Hmmmm move in I see....lol I think it matters a good bit. You see most of the true locals would not say a word, they would see that orange in the tree and not say one more thing about it. It is your right to target shoot all you want, but in turn he can hunt there all he wants. That is why
 it is called National Forest. Besides the guy that is deer hunting wearing his orange is not the one you should be worried about. I'd be worried about the guy who is sneaking around trying to hide something. When you buy land next to public land you should expect things like this. That ole boy has probably been hunting that ridge long before you built your house........


----------



## RdKill

Yeah I'm a "move in".  I built my house in 2008...on family property.  My parent's house is on this same property and has been here since the 70s.  I'm not from Florida btw   I grew up in Douglasville.

My point:  Any hunter that wants to be respected must respect others as well.  There is NO reason for someone to plop up a deer stand 70 yards behind a house ON the fence line when there is 5 miles of dirt road / accessible national forest beyond.  I guess you would need to see the other/BETTER hunting spots down the road to fully understand.


----------



## Unicoidawg

RdKill said:


> Yeah I'm a "move in".  I built my house in 2008...on family property.  My parent's house is on this same property and has been here since the 70s.  I'm not from Florida btw   I grew up in Douglasville.
> 
> My point:  Any hunter that wants to be respected must respect others as well.  There is NO reason for someone to plop up a deer stand 70 yards behind a house ON the fence line when there is 5 miles of dirt road / accessible national forest beyond.  I guess you would need to see the other/BETTER hunting spots down the road to fully understand.

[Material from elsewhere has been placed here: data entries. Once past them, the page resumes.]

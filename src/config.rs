//! Configuration for curation runs.
//!
//! Stored in a machine-readable TOML file located at:
//!   $DIALOGCURATOR_HOME/config/config.toml when the variable is set
//!   $XDG_DATA_HOME/DialogCurator/config/config.toml on Linux
//!   ~/Library/Application Support/DialogCurator/config/config.toml on macOS
//!   %APPDATA%/DialogCurator/config/config.toml on Windows
//!
//! Every field has a default, so a partial file (or none at all) is valid.

use crate::knowledge::{
    default_exclusions, RelevanceExclusion, DEFAULT_STARS_MAX_TOKENS, DEFAULT_TOKEN_BUDGET,
};
use crate::profiles::default_catalog_path;
use anyhow::{Context, Result};
use directories::BaseDirs;
use serde::{Deserialize, Serialize};
use std::env;
use std::fs;
use std::path::{Path, PathBuf};

/// Standard file name of the config file (resolved per OS at runtime).
pub const CONFIG_FILE_NAME: &str = "config.toml";

/// Root configuration.
#[derive(Debug, Clone, Serialize, Deserialize)]
pub struct CuratorConfig {
    /// Sampling and selection knobs.
    #[serde(default)]
    pub curation: CurationSettings,
    /// Where seed dialogues are read and curated files are written.
    #[serde(default)]
    pub paths: PathSettings,
    /// Knowledge graph used to enrich curated knowledge.
    #[serde(default)]
    pub graph: GraphSettings,
    /// Facts the relevance pass must skip for specific targets.
    #[serde(default = "default_exclusions")]
    pub exclusions: Vec<RelevanceExclusion>,
}

impl Default for CuratorConfig {
    fn default() -> Self {
        Self {
            curation: CurationSettings::default(),
            paths: PathSettings::default(),
            graph: GraphSettings::default(),
            exclusions: default_exclusions(),
        }
    }
}

#[derive(Debug, Clone, Serialize, Deserialize)]
pub struct CurationSettings {
    /// Curated instances produced per seed dialogue; index 0 keeps the seed persona.
    #[serde(default = "default_instances_per_seed")]
    pub instances_per_seed: usize,
    /// Whitespace-token budget for curated knowledge.
    #[serde(default = "default_token_budget")]
    pub token_budget: usize,
    /// Seed of the run's random stream.
    #[serde(default = "default_random_seed")]
    pub random_seed: u64,
    /// Longest "Stars" object kept in the fact pool.
    #[serde(default = "default_stars_max_tokens")]
    pub stars_max_tokens: usize,
    /// Attempts per curation instance when the graph store fails.
    #[serde(default = "default_max_graph_attempts")]
    pub max_graph_attempts: u32,
}

impl Default for CurationSettings {
    fn default() -> Self {
        Self {
            instances_per_seed: default_instances_per_seed(),
            token_budget: default_token_budget(),
            random_seed: default_random_seed(),
            stars_max_tokens: default_stars_max_tokens(),
            max_graph_attempts: default_max_graph_attempts(),
        }
    }
}

const fn default_instances_per_seed() -> usize {
    3
}

const fn default_token_budget() -> usize {
    DEFAULT_TOKEN_BUDGET
}

const fn default_random_seed() -> u64 {
    42
}

const fn default_stars_max_tokens() -> usize {
    DEFAULT_STARS_MAX_TOKENS
}

const fn default_max_graph_attempts() -> u32 {
    1
}

#[derive(Debug, Clone, Serialize, Deserialize)]
pub struct PathSettings {
    #[serde(default = "default_seed_dataset_dir")]
    pub seed_dataset_dir: PathBuf,
    #[serde(default = "default_cache_dir")]
    pub cache_dir: PathBuf,
    /// Slot catalog location; `<cache_dir>/db_slot/slot_profiles.json` when unset.
    #[serde(default)]
    pub slot_catalog: Option<PathBuf>,
    /// Seed file names looked up under `seed_dataset_dir`.
    #[serde(default = "default_seed_files")]
    pub seed_files: Vec<String>,
}

impl Default for PathSettings {
    fn default() -> Self {
        Self {
            seed_dataset_dir: default_seed_dataset_dir(),
            cache_dir: default_cache_dir(),
            slot_catalog: None,
            seed_files: default_seed_files(),
        }
    }
}

impl PathSettings {
    pub fn catalog_path(&self) -> PathBuf {
        self.slot_catalog
            .clone()
            .unwrap_or_else(|| default_catalog_path(&self.cache_dir))
    }

    pub fn seed_paths(&self) -> Vec<PathBuf> {
        self.seed_files
            .iter()
            .map(|name| self.seed_dataset_dir.join(name))
            .collect()
    }
}

fn default_seed_dataset_dir() -> PathBuf {
    PathBuf::from("seed_dataset/DuRecDial2")
}

fn default_cache_dir() -> PathBuf {
    PathBuf::from("seed_dataset/caches")
}

fn default_seed_files() -> Vec<String> {
    ["train", "dev", "test_seen", "test_unseen"]
        .iter()
        .map(|split| format!("seed_dialogue_{split}.jsonl"))
        .collect()
}

#[derive(Debug, Clone, Serialize, Deserialize)]
pub struct GraphSettings {
    /// Profile and comment enrichment only runs when a graph is enabled.
    #[serde(default)]
    pub enabled: bool,
    #[serde(default = "default_graph_url")]
    pub url: String,
    #[serde(default = "default_graph_database")]
    pub database: String,
    #[serde(default = "default_graph_credential")]
    pub username: String,
    #[serde(default = "default_graph_credential")]
    pub password: String,
    #[serde(default = "default_graph_timeout_secs")]
    pub timeout_secs: u64,
    /// Offline triple dump (JSON array or JSONL) used instead of the server.
    #[serde(default)]
    pub triples_file: Option<PathBuf>,
}

impl Default for GraphSettings {
    fn default() -> Self {
        Self {
            enabled: false,
            url: default_graph_url(),
            database: default_graph_database(),
            username: default_graph_credential(),
            password: default_graph_credential(),
            timeout_secs: default_graph_timeout_secs(),
            triples_file: None,
        }
    }
}

fn default_graph_url() -> String {
    "http://localhost:7474".into()
}

fn default_graph_database() -> String {
    "neo4j".into()
}

fn default_graph_credential() -> String {
    "neo4j".into()
}

const fn default_graph_timeout_secs() -> u64 {
    30
}

/// Returns the root directory where DialogCurator keeps its config.
///
/// Order of precedence:
/// 1. `DIALOGCURATOR_HOME` environment variable.
/// 2. OS-specific data directory via `directories::BaseDirs`.
pub fn workspace_root() -> Result<PathBuf> {
    if let Ok(path) = env::var("DIALOGCURATOR_HOME") {
        return Ok(PathBuf::from(path));
    }
    let base_dirs = BaseDirs::new().context("Unable to determine OS data directory")?;
    Ok(base_dirs.data_dir().join("DialogCurator"))
}

pub fn config_file_path() -> Result<PathBuf> {
    Ok(workspace_root()?.join("config").join(CONFIG_FILE_NAME))
}

/// Loads the configuration from the default location or returns defaults.
pub fn load_or_default() -> Result<CuratorConfig> {
    let path = config_file_path()?;
    if path.exists() {
        load_from(&path)
    } else {
        Ok(CuratorConfig::default())
    }
}

pub fn load_from(path: &Path) -> Result<CuratorConfig> {
    let data = fs::read_to_string(path)
        .with_context(|| format!("Failed to read config file {:?}", path))?;
    let cfg: CuratorConfig =
        toml::from_str(&data).with_context(|| format!("Failed to parse config file {:?}", path))?;
    Ok(cfg)
}

/// Persists the configuration to `path`.
pub fn save(config: &CuratorConfig, path: &Path) -> Result<()> {
    if let Some(parent) = path.parent() {
        fs::create_dir_all(parent)?;
    }
    let data = toml::to_string_pretty(config)?;
    fs::write(path, data)?;
    Ok(())
}
use anyhow::Result;
use dialogcurator::error::CurationError;
use dialogcurator::models::profile::{
    ACCEPTED_CELEBRITIES, ACCEPTED_FOOD, ACCEPTED_MOVIES, ACCEPTED_MUSIC, ACCEPTED_POI, AGE_RANGE,
    NAME, OCCUPATION, REJECTED_MOVIES,
};
use dialogcurator::models::{Domain, ProfileRecord};
use dialogcurator::persona::sample_assistant_name;
use dialogcurator::profiles::{normalize_for_tag, sample_profile_with_fallback, SlotCatalog};
use rand::rngs::StdRng;
use rand::SeedableRng;

#[test]
fn legacy_music_key_merges_and_age_is_cleaned() -> Result<()> {
    let raw = ProfileRecord::from_pairs([
        ("Age Range", "18-25 years old"),
        ("Accepted Music", "Jay Chou"),
    ]);
    let normalized = normalize_for_tag(&raw, "music")?;
    assert_eq!(normalized.joined(AGE_RANGE).unwrap(), "18-25");
    assert_eq!(normalized.joined(ACCEPTED_MUSIC).unwrap(), "Jay Chou");
    assert!(!normalized.contains_key("Accepted Music"));
    Ok(())
}

#[test]
fn every_domain_prunes_the_other_family() -> Result<()> {
    let raw = ProfileRecord::from_pairs([
        (ACCEPTED_MOVIES, "Hero; Fearless; Red Cliff"),
        ("Accepted movie", "Ip Man"),
        (REJECTED_MOVIES, "Saw"),
        (ACCEPTED_CELEBRITIES, "Jet Li"),
        (ACCEPTED_FOOD, "Noodles"),
        (ACCEPTED_POI, "Chuan Wei Restaurant"),
        ("Reject", "Horror"),
    ]);
    for tag in ["movie", "music"] {
        let profile = normalize_for_tag(&raw, tag)?;
        assert_eq!(profile.get(ACCEPTED_MOVIES).unwrap(), ["Hero", "Fearless"]);
        assert!(!profile.contains_key(ACCEPTED_FOOD));
        assert!(!profile.contains_key(ACCEPTED_POI));
        assert!(!profile.contains_key("Reject"));
    }
    for tag in ["food", "poi"] {
        let profile = normalize_for_tag(&raw, tag)?;
        assert!(profile.contains_key(ACCEPTED_FOOD));
        assert!(profile.contains_key(ACCEPTED_POI));
        for key in [ACCEPTED_MOVIES, REJECTED_MOVIES, ACCEPTED_CELEBRITIES] {
            assert!(!profile.contains_key(key));
        }
    }
    Ok(())
}

#[test]
fn unknown_domain_tags_are_rejected() {
    let err = normalize_for_tag(&ProfileRecord::new(), "news").unwrap_err();
    assert_eq!(err, CurationError::invalid_domain("news"));
}

#[test]
fn sampled_personas_avoid_the_target_and_agree_on_occupation() -> Result<()> {
    let catalog = SlotCatalog::from_slots([
        (NAME, vec!["Li Hua", "Wang Fang"]),
        (AGE_RANGE, vec!["Under 18"]),
        (OCCUPATION, vec!["Retired"]),
        (ACCEPTED_MOVIES, vec!["Hero", "Hero 2", "Fearless"]),
    ]);
    let mut rng = StdRng::seed_from_u64(21);
    for _ in 0..10 {
        let profile = sample_profile_with_fallback(&catalog, "Hero", Domain::Movie, &mut rng)?;
        assert_eq!(profile.joined(ACCEPTED_MOVIES).unwrap(), "Fearless");
        assert_eq!(profile.joined(OCCUPATION).unwrap(), "Student");

        let assistant = sample_assistant_name(&catalog, &profile.joined(NAME).unwrap(), &mut rng)?;
        assert_ne!(Some(assistant), profile.joined(NAME));
    }
    Ok(())
}
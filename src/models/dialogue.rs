use super::profile::ProfileRecord;
use super::target::Target;
use super::triple::Triple;
use serde::{Deserialize, Serialize};
use std::fmt;

/// Marks "no entity at this position" in a topic path.
pub const TOPIC_SENTINEL: &str = "NULL";

pub fn is_sentinel(topic: &str) -> bool {
    topic == TOPIC_SENTINEL
}

/// Seed ids are numeric in some dataset splits and textual in others.
#[derive(Debug, Clone, PartialEq, Eq, Serialize, Deserialize)]
#[serde(untagged)]
pub enum SeedId {
    Number(i64),
    Text(String),
}

impl fmt::Display for SeedId {
    fn fmt(&self, f: &mut fmt::Formatter<'_>) -> fmt::Result {
        match self {
            SeedId::Number(n) => write!(f, "{n}"),
            SeedId::Text(s) => f.write_str(s),
        }
    }
}

/// One line of a seed dialogue file.
#[derive(Debug, Clone, Serialize, Deserialize)]
#[serde(deny_unknown_fields)]
pub struct SeedDialogue {
    pub id: SeedId,
    pub original_goal: String,
    pub user_profile: ProfileRecord,
    pub knowledge_graph: Vec<Triple>,
    pub target: Target,
    pub topic_path: Vec<String>,
    pub conversation: Vec<String>,
    pub action_path: Vec<String>,
}

/// One curated training instance, written as a JSONL line.
#[derive(Debug, Clone, Serialize, Deserialize)]
pub struct CurationRecord {
    pub id: String,
    pub original_goal: String,
    pub user_profile: ProfileRecord,
    pub knowledge: Vec<Triple>,
    pub target: Target,
    pub seed_conversation: Vec<String>,
    pub seed_action_path: Vec<String>,
    pub seed_topic_path: Vec<String>,
}

impl CurationRecord {
    pub fn from_seed(
        seed: &SeedDialogue,
        index: usize,
        user_profile: ProfileRecord,
        knowledge: Vec<Triple>,
    ) -> Self {
        Self {
            id: format!("{}_{}", seed.id, index),
            original_goal: seed.original_goal.clone(),
            user_profile,
            knowledge,
            target: seed.target.clone(),
            seed_conversation: seed.conversation.clone(),
            seed_action_path: seed.action_path.clone(),
            seed_topic_path: seed.topic_path.clone(),
        }
    }
}

/// User and bot utterances the relevance pass matches facts against.
///
/// Matching is case-insensitive, so lowercase copies are kept alongside.
#[derive(Debug, Clone, Default)]
pub struct ConversationContext {
    user_lower: String,
    bot_lower: String,
    bot: String,
}

impl ConversationContext {
    pub fn new(user_utterance: impl Into<String>, bot_utterance: impl Into<String>) -> Self {
        let user: String = user_utterance.into();
        let bot: String = bot_utterance.into();
        Self {
            user_lower: user.to_lowercase(),
            bot_lower: bot.to_lowercase(),
            bot,
        }
    }

    /// Grounding without any utterance, as the curation driver uses it.
    pub fn empty() -> Self {
        Self::default()
    }

    /// Case-insensitive containment in the bot utterance.
    pub fn bot_mentions(&self, text: &str) -> bool {
        self.bot_lower.contains(&text.to_lowercase())
    }

    /// Case-insensitive containment in either utterance.
    pub fn either_mentions(&self, text: &str) -> bool {
        let needle = text.to_lowercase();
        self.user_lower.contains(&needle) || self.bot_lower.contains(&needle)
    }

    /// Case-sensitive containment in the bot utterance.
    pub fn bot_contains(&self, marker: &str) -> bool {
        self.bot.contains(marker)
    }
}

There is a reason he hunts there. He must have a good trail or food source in that particular spot. And exactly how is the guy not respecting you by hunting on land that he has a legal right to hunt on? He must not think those "other" spots are quite as good.


----------



## RdKill

Like I said, I'm not telling him he can't hunt there, overlooking MY house.  But I don't appreciate it, and I will do my best to "encourage" him to hunt further down the road.  If I ever catch him looking in my windows with his scope, he's going to have a really bad rest of his day.


----------



## Unicoidawg

RdKill said:


> Like I said, I'm not telling him he can't hunt there, overlooking MY house.  But I don't appreciate it, and I will do my best to "encourage" him to hunt further down the road.  If I ever catch him looking in my windows with his scope, he's going to have a really bad rest of his day.



Wow........


----------



## Resica

I'm surprised you guys don't have any "safety zones" down there. We're not permitted to hunt with a firearm within 150 yards of any occupied building or 50 yards with a bow, without permission from the building owner. Occupied doesn't mean someone is in it right this second either.


----------



## Resica

Here's the verbage, maybe you can get it adopted in Ga.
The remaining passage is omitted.